//! `reqflow` is an HTTP client convenience layer: a request execution
//! pipeline with admission gates, retries with pluggable backoff,
//! connection tracing, streaming multipart uploads, and curl-style
//! debugging, over a swappable transport.
//!
//! # Quick Start
//!
//! ```no_run
//! use std::time::Duration;
//! use reqflow::prelude::{Client, RateLimitPolicy, RetryPolicy};
//! use serde::Deserialize;
//!
//! #[derive(Debug, Deserialize)]
//! struct CreateItemResponse {
//!     id: String,
//! }
//!
//! #[tokio::main]
//! async fn main() -> Result<(), Box<dyn std::error::Error>> {
//!     let client = Client::builder()
//!         .attempt_timeout(Duration::from_secs(5))
//!         .retry_policy(RetryPolicy::standard().max_attempts(3))
//!         .enable_rate_limiting(RateLimitPolicy::standard().requests_per_second(20.0))
//!         .max_concurrency(8)
//!         .build();
//!
//!     let created: CreateItemResponse = client
//!         .execute(
//!             reqflow::Request::new(http::Method::POST, "https://api.example.com/v1/items")
//!                 .json(&serde_json::json!({ "name": "demo" }))?,
//!         )
//!         .await?
//!         .json()?;
//!
//!     println!("created id={}", created.id);
//!     Ok(())
//! }
//! ```
//!
//! # Pipeline
//!
//! Every call runs before-hooks (admission gates, debugger) in
//! registration order, then the attempt/retry loop, then after-hooks
//! regardless of outcome. Retries only fire for transport errors and
//! 429 responses unless custom triggers are installed.

mod backoff;
mod body;
mod client;
mod dump;
mod error;
mod hooks;
mod limit;
mod multipart;
mod request;
mod response;
mod retry;
mod trace;
mod transcode;
mod transport;
mod util;

pub use crate::backoff::{Backoff, ConstantBackoff, ExponentialBackoff, FibonacciBackoff};
pub use crate::body::{ReqBody, RespBody, buffered_resp_body, stream_req_body};
pub use crate::client::{Client, ClientBuilder};
pub use crate::dump::Debugger;
pub use crate::error::{Error, ErrorCode, TransportErrorKind};
pub use crate::hooks::{AfterHook, AfterResponseHook, BeforeHook, BeforeRequestHook};
pub use crate::limit::{ConcurrencyGate, RateGate, RateLimitPolicy};
pub use crate::multipart::{FilePart, FormData};
pub use crate::request::{
    CancelSignal, Request, RequestHook, with_body, with_cancel_signal, with_client_trace,
    with_form, with_header, with_json, with_no_retry, with_query, with_query_pair,
    with_retry_policy, with_timeout,
};
pub use crate::response::Response;
pub use crate::retry::{RetryPolicy, RetryTrigger};
pub use crate::trace::{TraceInfo, TraceRecorder};
pub use crate::transport::{HyperTransport, Transport, TransportError};

pub type ReqflowResult<T> = std::result::Result<T, Error>;

pub mod prelude {
    pub use crate::{
        Backoff, CancelSignal, Client, ConstantBackoff, Error, ErrorCode, ExponentialBackoff,
        FibonacciBackoff, FilePart, FormData, HyperTransport, RateLimitPolicy, ReqflowResult,
        Request, Response, RetryPolicy, TraceInfo, Transport, TransportErrorKind,
    };
}
#[tokio::test]
async fn streaming_bodies_are_captured_and_replayed_across_retries() {
    let transport = ScriptedTransport::new(vec![
        Outcome::status(StatusCode::TOO_MANY_REQUESTS),
        Outcome::ok(b"done"),
    ]);
    let client = Client::builder()
        .transport(transport.clone())
        .retry_policy(fast_retry(3))
        .build();

    let request = Request::new(Method::POST, "http://example.test/upload")
        .body_reader(std::io::Cursor::new(b"streamed payload".to_vec()));
    let response = client.execute(request).await.unwrap();
    assert_eq!(response.status(), StatusCode::OK);

    let bodies = transport.seen_bodies.lock().unwrap().clone();
    assert_eq!(bodies.len(), 2);
    assert_eq!(bodies[0], b"streamed payload");
    assert_eq!(bodies[1], b"streamed payload");
}

#[tokio::test]
async fn request_hooks_shape_the_outgoing_request() {
    let transport = ScriptedTransport::new(vec![Outcome::ok(b"")]);
    let client = client_with(transport.clone());

    client
        .get(
            "http://example.test/search",
            &[
                with_query_pair("q", "form data"),
                with_header("x-request-id", "req-1"),
            ],
        )
        .await
        .unwrap();

    let uris = transport.seen_uris.lock().unwrap().clone();
    assert_eq!(uris, vec!["http://example.test/search?q=form+data".to_owned()]);
    let headers = transport.seen_headers.lock().unwrap();
    assert_eq!(headers[0].get("x-request-id").unwrap(), "req-1");
}

#[tokio::test]
async fn client_trace_rides_on_the_response_when_enabled() {
    let transport = ScriptedTransport::with_trace_stamping(vec![
        Outcome::ok(b"traced"),
        Outcome::ok(b"untraced"),
    ]);
    let client = client_with(transport);

    let traced = client
        .get("http://example.test/t", &[with_client_trace()])
        .await
        .unwrap();
    let info = traced.trace_info().expect("trace must be recorded");
    assert!(info.total_time >= info.server_time);
    assert!(info.total_time >= info.conn_time);
    assert!(info.conn_time >= info.tcp_conn_time);

    let untraced = client.get("http://example.test/u", &[]).await.unwrap();
    assert!(untraced.trace_info().is_none());
}

#[derive(Clone, Default)]
struct SharedWriter(Arc<Mutex<Vec<u8>>>);

impl Write for SharedWriter {
    fn write(&mut self, data: &[u8]) -> std::io::Result<usize> {
        self.0.lock().unwrap().extend_from_slice(data);
        Ok(data.len())
    }

    fn flush(&mut self) -> std::io::Result<()> {
        Ok(())
    }
}

#[tokio::test]
async fn debugger_dumps_request_and_response() {
    let transport = ScriptedTransport::new(vec![Outcome::ok(b"pong")]);
    let sink = SharedWriter::default();
    let client = Client::builder()
        .transport(transport)
        .enable_debugging(sink.clone(), true)
        .build();

    client.get("http://example.test/ping", &[]).await.unwrap();

    let dumped = String::from_utf8(sink.0.lock().unwrap().clone()).unwrap();
    assert!(dumped.contains("> GET /ping HTTP/1.1\r\n"));
    assert!(dumped.contains("> Host: example.test\r\n"));
    assert!(dumped.contains("< HTTP/1.1 200 OK\r\n"));
    assert!(dumped.contains("pong"));
}
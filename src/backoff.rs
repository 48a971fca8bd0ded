use std::time::Duration;

use rand::Rng;

use crate::error::Error;
use crate::response::Response;

/// Strategy that decides how long to wait before retrying a request.
///
/// `wait` is called after a failed attempt with the zero-based attempt
/// number and the outcome of that attempt. Attempt `0` is the first
/// failure, so every implementation must handle it.
pub trait Backoff: Send + Sync {
    fn wait(
        &self,
        attempt_num: usize,
        response: Option<&Response>,
        error: Option<&Error>,
    ) -> Duration;
}

/// Fixed-interval backoff. With jitter enabled the wait is uniformly
/// distributed in `[interval/2, interval/2 + interval)`.
#[derive(Clone, Debug)]
pub struct ConstantBackoff {
    interval: Duration,
    jitter: bool,
}

impl ConstantBackoff {
    pub const fn new(interval: Duration, jitter: bool) -> Self {
        Self { interval, jitter }
    }
}

impl Backoff for ConstantBackoff {
    fn wait(&self, _attempt_num: usize, _response: Option<&Response>, _error: Option<&Error>) -> Duration {
        if !self.jitter {
            return self.interval;
        }

        let interval_ns = duration_nanos(self.interval);
        if interval_ns == 0 {
            return self.interval;
        }
        let mut rng = rand::rng();
        Duration::from_nanos((interval_ns / 2).saturating_add(rng.random_range(0..interval_ns)))
    }
}

/// Exponential backoff capped at `max_interval`:
/// `min(max_interval, base_interval * 2^attempt_num)`. With jitter the
/// wait is uniform in `[value/2, value)` (equal jitter), still never
/// above `max_interval`.
#[derive(Clone, Debug)]
pub struct ExponentialBackoff {
    base_interval: Duration,
    max_interval: Duration,
    jitter: bool,
}

impl ExponentialBackoff {
    pub const fn new(base_interval: Duration, max_interval: Duration, jitter: bool) -> Self {
        Self {
            base_interval,
            max_interval,
            jitter,
        }
    }
}

impl Backoff for ExponentialBackoff {
    fn wait(&self, attempt_num: usize, _response: Option<&Response>, _error: Option<&Error>) -> Duration {
        let capped_exponent = attempt_num.min(63) as u32;
        let base_ns = duration_nanos(self.base_interval);
        let max_ns = duration_nanos(self.max_interval);
        let value_ns = base_ns
            .checked_shl(capped_exponent)
            .unwrap_or(u64::MAX)
            .min(max_ns);
        if !self.jitter {
            return Duration::from_nanos(value_ns);
        }

        let half_ns = value_ns / 2;
        if half_ns == 0 {
            return Duration::from_nanos(value_ns);
        }
        let mut rng = rand::rng();
        let jittered_ns = (half_ns + rng.random_range(0..half_ns)).min(max_ns);
        Duration::from_nanos(jittered_ns)
    }
}

/// Deterministic fibonacci backoff: the `attempt_num`-th value of the
/// sequence 1, 1, 2, 3, 5, 8, … multiplied by a unit interval, clamped to
/// `max_value` units when `max_value > 0` (0 means unbounded).
#[derive(Clone, Debug)]
pub struct FibonacciBackoff {
    max_value: u64,
    interval: Duration,
}

impl FibonacciBackoff {
    pub const fn new(max_value: u64, interval: Duration) -> Self {
        Self {
            max_value,
            interval,
        }
    }
}

impl Backoff for FibonacciBackoff {
    fn wait(&self, attempt_num: usize, _response: Option<&Response>, _error: Option<&Error>) -> Duration {
        let (mut current, mut next) = (0_u64, 1_u64);
        for _ in 0..=attempt_num {
            if self.max_value > 0 && next >= self.max_value {
                current = self.max_value;
                break;
            }
            let sum = current.saturating_add(next);
            current = next;
            next = sum;
        }
        self.interval.saturating_mul(current.min(u32::MAX as u64) as u32)
    }
}

fn duration_nanos(duration: Duration) -> u64 {
    duration.as_nanos().min(u64::MAX as u128) as u64
}
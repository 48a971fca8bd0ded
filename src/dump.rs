use std::io::Write;
use std::sync::Mutex;

use futures_core::future::BoxFuture;
use http::header::{HOST, TRAILER, TRANSFER_ENCODING};

use crate::body::RequestBody;
use crate::error::Error;
use crate::hooks::{AfterResponseHook, BeforeRequestHook};
use crate::request::Request;
use crate::response::Response;
use crate::util::lock_unpoisoned;

const ERROR_TAG: &str = "* reqflow [ERROR]";

fn dump_request(request: &Request, out: &mut dyn Write, with_body: bool) -> std::io::Result<()> {
    let (request_target, host) = match request.resolve_uri() {
        Ok(uri) => {
            let target = uri
                .path_and_query()
                .map_or_else(|| "/".to_owned(), |pq| pq.to_string());
            let host = uri.authority().map(|authority| authority.to_string());
            (target, host)
        }
        Err(_) => (request.url().to_owned(), None),
    };

    write!(out, "> {} {request_target} HTTP/1.1\r\n", request.method())?;
    if let Some(host) = host {
        write!(out, "> Host: {host}\r\n")?;
    }
    for (name, value) in request.headers() {
        if name == &HOST || name == &TRANSFER_ENCODING || name == &TRAILER {
            continue;
        }
        write!(out, "> {name}: {}\r\n", String::from_utf8_lossy(value.as_bytes()))?;
    }
    out.write_all(b">\r\n")?;

    if with_body {
        // Streaming bodies cannot be rendered without consuming them.
        if let RequestBody::Buffered(body) = request.body_ref() {
            if !body.is_empty() {
                out.write_all(body)?;
                out.write_all(b"\r\n")?;
            }
        }
    }
    Ok(())
}

pub(crate) fn dump_response(
    response: &Response,
    out: &mut dyn Write,
    with_body: bool,
) -> std::io::Result<()> {
    let status = response.status();
    write!(
        out,
        "< HTTP/1.1 {} {}\r\n",
        status.as_str(),
        status.canonical_reason().unwrap_or("")
    )?;
    for (name, value) in response.headers() {
        write!(out, "< {name}: {}\r\n", String::from_utf8_lossy(value.as_bytes()))?;
    }
    out.write_all(b"<\r\n")?;

    if with_body && !response.body().is_empty() {
        out.write_all(response.body())?;
        out.write_all(b"\r\n")?;
    }
    Ok(())
}

/// Hook pair that renders requests and responses in a curl-verbose
/// style: request lines prefixed with `> `, response lines with `< `,
/// failures flagged with an `* reqflow [ERROR]` line.
pub struct Debugger {
    out: Mutex<Box<dyn Write + Send>>,
    with_body: bool,
}

impl Debugger {
    pub fn new<W>(out: W, with_body: bool) -> Self
    where
        W: Write + Send + 'static,
    {
        Self {
            out: Mutex::new(Box::new(out)),
            with_body,
        }
    }

    fn note_failure(&self, out: &mut dyn Write, message: &str) {
        let _ = write!(out, "{ERROR_TAG} {message}\r\n");
    }
}

impl BeforeRequestHook for Debugger {
    fn enter<'a>(&'a self, request: &'a mut Request) -> BoxFuture<'a, Result<(), Error>> {
        Box::pin(async move {
            let mut out = lock_unpoisoned(&self.out);
            match dump_request(request, out.as_mut(), self.with_body) {
                Ok(()) => Ok(()),
                Err(source) => {
                    self.note_failure(out.as_mut(), &source.to_string());
                    Err(Error::DebugDump { source })
                }
            }
        })
    }
}

impl AfterResponseHook for Debugger {
    fn exit(&self, response: Option<&Response>, error: Option<&Error>) {
        let mut out = lock_unpoisoned(&self.out);
        if let Some(error) = error {
            self.note_failure(out.as_mut(), &error.to_string());
            return;
        }
        if let Some(response) = response {
            if let Err(dump_error) = dump_response(response, out.as_mut(), self.with_body) {
                self.note_failure(out.as_mut(), &dump_error.to_string());
            }
        }
    }
}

--------------------------------------------------

▸ TASK REQUIREMENTS
Every line of the listing that includes "prelude" must be shown.

▸ EXERCISE RESPONSE
//! use reqflow::prelude::{Client, RateLimitPolicy, RetryPolicy};
pub mod prelude {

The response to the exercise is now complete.